4 Nov 2009

COLOUR


"The purest and most thoughtful minds are those which love colour the most" John Ruskin (1819-1900)


Why am I blogging about colour? Because it's all around us right now during the most colourful season of all. The trees, although they're losing their leaves fast with the rain and wind in recent days, have been glorious. From green, through lime, yellow, gold, orange and red to brown. From south-west right round to north-east on the colour wheel. A designer's rainbow.

And it's not just the leaves. The sky just a minute ago, straight after a rain storm, was a washed out palette of blues and pinks so delicate you could almost smell them. Now there's a thought; does colour have a smell?

Close your eyes and think about this. What comes to mind when you think of a colour? Does red smell of earth, does yellow smell of hot skin, warmed by the sun? Does blue smell of ozone and green of grass?

It's interesting to mix up the senses when thinking of descriptions. Such as sharp grey, allegro lemon, loud edges, a sour building, cool birdsong. Gives a whole new perspective on things doesn't it?

2 Sept 2009

Ice


Shards of glittering sharpness. Cold, pointed, smooth. Ice cubes for my gin and tonic. Crushed ice for keeping fish counters cold. Icebergs and the Titanic – fatal. Icebergs and polar bears - essential. Ice floes and glaciers. Snappy, short, crisp sounds. Ice picks for chipping blocks and for murdering people.

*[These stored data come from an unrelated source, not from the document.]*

//! Dashboard weather panel state.
//!
//! Refreshes are started by a timer and may overlap. Each refresh takes a
//! sequence number when it starts; its result is applied only if it is newer
//! than the one on display, so a slow response can never overwrite a newer
//! one. Results still in flight behind a newer start are applied when they
//! land, so an upstream slower than the refresh interval still updates the
//! panel.

use std::sync::atomic::{AtomicU64, Ordering};

use parking_lot::Mutex;
use serde::Serialize;
use tracing::{debug, info, warn};

use crate::client::WeatherFetchClient;
use crate::error::FetchError;
use crate::models::DisplayWeather;

// ---

/// What the panel currently shows.
#[derive(Debug, Clone, Default, Serialize)]
pub struct PanelSnapshot {
    /// Sequence number of the refresh that produced this state (0 = none yet).
    pub sequence: u64,
    pub weather: Option<DisplayWeather>,
    pub error: Option<String>,
}

#[derive(Debug, Default)]
pub struct WeatherPanel {
    issued: AtomicU64,
    state: Mutex<PanelSnapshot>,
}

impl WeatherPanel {
    pub fn new() -> Self {
        Self::default()
    }

    /// Start a refresh and return its sequence number.
    pub fn begin(&self) -> u64 {
        self.issued.fetch_add(1, Ordering::SeqCst) + 1
    }

    /// Latest sequence number handed out.
    pub fn latest_issued(&self) -> u64 {
        self.issued.load(Ordering::SeqCst)
    }

    /// Apply the outcome of refresh `seq`. Returns `false` and leaves the
    /// state alone when a newer refresh has already been applied.
    ///
    /// A failed fetch keeps the previous weather and records the error.
    pub fn apply(&self, seq: u64, outcome: Result<DisplayWeather, FetchError>) -> bool {
        // ---
        let mut state = self.state.lock();

        if seq <= state.sequence {
            debug!(
                "Discarding stale weather refresh {} (showing {}, latest issued {})",
                seq,
                state.sequence,
                self.latest_issued()
            );
            return false;
        }

        state.sequence = seq;
        match outcome {
            Ok(weather) => {
                info!("Weather refresh {}: {}", seq, weather);
                state.weather = Some(weather);
                state.error = None;
            }
            Err(e) => {
                warn!("Weather refresh {} failed: {}", seq, e);
                state.error = Some(e.to_string());
            }
        }
        true
    }

    /// Fetch through `client` and apply the result if still current.
    pub async fn refresh(&self, client: &WeatherFetchClient) -> bool {
        // ---
        let seq = self.begin();
        let outcome = client.fetch_display_weather().await;
        self.apply(seq, outcome)
    }

    pub fn snapshot(&self) -> PanelSnapshot {
        self.state.lock().clone()
    }
}
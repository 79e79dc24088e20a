//! Host location capability.
//!
//! The dashboard asks once per fetch cycle where it is. On a server there is
//! no geolocation prompt, so the position comes from configuration, and a
//! missing position behaves like a denied permission.

use async_trait::async_trait;

use crate::error::FetchError;
use crate::models::Coordinates;

// ---

/// Single-shot "where am I" lookup.
#[async_trait]
pub trait LocationProvider: Send + Sync + std::fmt::Debug {
    async fn current_coordinates(&self) -> Result<Coordinates, FetchError>;
}

/// A position fixed at startup.
#[derive(Debug, Clone, Copy)]
pub struct FixedLocation(pub Coordinates);

#[async_trait]
impl LocationProvider for FixedLocation {
    async fn current_coordinates(&self) -> Result<Coordinates, FetchError> {
        Ok(self.0)
    }
}

/// No location capability at all.
#[derive(Debug, Clone, Copy, Default)]
pub struct NoLocation;

#[async_trait]
impl LocationProvider for NoLocation {
    async fn current_coordinates(&self) -> Result<Coordinates, FetchError> {
        Err(FetchError::LocationUnavailable(
            "no location configured (set DASHBOARD_LAT and DASHBOARD_LON)".to_string(),
        ))
    }
}
//! Error types for the weather pipeline.
//!
//! `FetchError` is what the fetch client reports to the dashboard panel.
//! `ProxyError` is what the proxy endpoint turns into an HTTP response.

use axum::{
    http::StatusCode,
    response::{IntoResponse, Response},
    Json,
};
use serde::Serialize;
use serde_json::Value;
use thiserror::Error;

use crate::config::ProviderKind;

// ---

/// Failures of a single fetch cycle in the weather fetch client.
#[derive(Debug, Error)]
pub enum FetchError {
    /// The host location capability is absent or refused.
    #[error("Location unavailable: {0}")]
    LocationUnavailable(String),

    #[error("Invalid coordinates: latitude must be -90 to 90, longitude must be -180 to 180")]
    InvalidCoordinates,

    #[error("City name must not be empty")]
    EmptyCity,

    /// The proxy endpoint only accepts coordinates.
    #[error("Lookup by city name is not supported by the {0} provider")]
    CityLookupUnsupported(ProviderKind),

    /// Upstream answered with a non-2xx status.
    #[error("Upstream request failed with status {status}: {}", truncate_body(.body))]
    UpstreamRequestFailed { status: u16, body: String },

    /// Upstream answered 2xx but a block the record needs is missing.
    #[error("Upstream payload incomplete: missing `{0}`")]
    UpstreamPayloadIncomplete(String),

    #[error("Upstream payload could not be decoded: {0}")]
    InvalidPayload(#[from] serde_json::Error),

    /// Transport failure. Built from errors with the URL stripped, since the
    /// query string may carry a credential.
    #[error("HTTP request failed: {0}")]
    Http(#[from] reqwest::Error),
}

impl FetchError {
    pub fn incomplete(field: &str) -> Self {
        FetchError::UpstreamPayloadIncomplete(field.to_string())
    }
}

/// Failures of the proxy endpoint, one variant per HTTP outcome.
#[derive(Debug, Error)]
pub enum ProxyError {
    #[error("Weather API key is not configured")]
    Configuration,

    #[error("{0}")]
    Validation(String),

    #[error("Weather API request failed")]
    Upstream { status: StatusCode, details: Value },

    #[error("Failed to fetch weather data")]
    Internal(String),

    #[error("Method Not Allowed")]
    MethodNotAllowed,
}

/// JSON error body: `{ "error": ..., "details": ... }`.
#[derive(Debug, Serialize)]
pub struct ErrorBody {
    pub error: String,
    #[serde(skip_serializing_if = "Option::is_none")]
    pub details: Option<Value>,
}

impl ProxyError {
    pub fn status(&self) -> StatusCode {
        match self {
            ProxyError::Configuration | ProxyError::Internal(_) => {
                StatusCode::INTERNAL_SERVER_ERROR
            }
            ProxyError::Validation(_) => StatusCode::BAD_REQUEST,
            ProxyError::Upstream { status, .. } => *status,
            ProxyError::MethodNotAllowed => StatusCode::METHOD_NOT_ALLOWED,
        }
    }

    fn body(self) -> ErrorBody {
        let error = self.to_string();
        let details = match self {
            ProxyError::Upstream { details, .. } => Some(details),
            ProxyError::Internal(msg) => Some(Value::String(msg)),
            _ => None,
        };
        ErrorBody { error, details }
    }
}

impl IntoResponse for ProxyError {
    fn into_response(self) -> Response {
        // ---
        let status = self.status();
        (status, Json(self.body())).into_response()
    }
}

/// Keep upstream bodies readable in log lines and error messages.
pub fn truncate_body(body: &str) -> String {
    // ---
    const MAX: usize = 200;
    if body.len() > MAX {
        let mut end = MAX;
        while !body.is_char_boundary(end) {
            end -= 1;
        }
        format!("{}...", &body[..end])
    } else {
        body.to_string()
    }
}

#[cfg(test)]
mod tests {
    // ---
    use super::*;

    #[test]
    fn test_proxy_error_status_mapping() {
        // ---
        assert_eq!(
            ProxyError::Configuration.status(),
            StatusCode::INTERNAL_SERVER_ERROR
        );
        assert_eq!(
            ProxyError::Validation("x".into()).status(),
            StatusCode::BAD_REQUEST
        );
        assert_eq!(
            ProxyError::MethodNotAllowed.status(),
            StatusCode::METHOD_NOT_ALLOWED
        );

        let upstream = ProxyError::Upstream {
            status: StatusCode::SERVICE_UNAVAILABLE,
            details: Value::Null,
        };
        assert_eq!(upstream.status(), StatusCode::SERVICE_UNAVAILABLE);
    }

    #[test]
    fn test_error_body_details() {
        // ---
        let body = ProxyError::Internal("connection reset".into()).body();
        assert_eq!(body.error, "Failed to fetch weather data");
        assert_eq!(body.details, Some(Value::String("connection reset".into())));

        let body = ProxyError::Validation("Missing required parameters: lat and lon".into()).body();
        assert!(body.details.is_none());
        let json = serde_json::to_value(&body).unwrap();
        assert!(json.get("details").is_none());
    }

    #[test]
    fn test_truncate_body() {
        // ---
        assert_eq!(truncate_body("short"), "short");

        let long = "é".repeat(150);
        let truncated = truncate_body(&long);
        assert!(truncated.ends_with("..."));
        assert!(truncated.len() <= 203);
    }
}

Miss Blue in the refrigerator with the ice pick for Cluedo.

An icy character – withdrawn, unfriendly, unsympathetic. Blue eyes and sharp features. No smile; no frown. Clearly drawn angles and high cheekbones. Icy cold demeanour. The bad guy; no-one’s friend. The assassin – cold as ice and completely focussed.

Icy lake for winter skaters. Blades that cut through the ice keeping the skater upright. Pirouettes and jumps and whirls.

Crackling like ice – breaking up, falling through into the icy blackness. Black ice causing accidents and multi-car pile ups.

31 Aug 2009

Lemons


So I gotta write something long and reasonably put-together about lemons. The thing that, naturally, immediately sprang to mind when someone mentioned this challenge was gin and tonic.

So I had a G&T. While I thought about lemons. Yellow, sort of spherical shaped, shiny and uneven, like a pock marked face. Yes, a jaundiced pock marked face. That's it exactly.

So I had another G&T. While I thought about lemons some more. Make you suck your cheeks in. Your pock marked cheeks that is. Ahah - cheeks. Baby's bums with dimples in them. Hmm - don't know much about that - no kids.

So I had another G&T. God. Why didn't I ever have kids? What have I missed in life? I'm gonna cry. I am crying. Tears the shape of lemons. I need another G&T.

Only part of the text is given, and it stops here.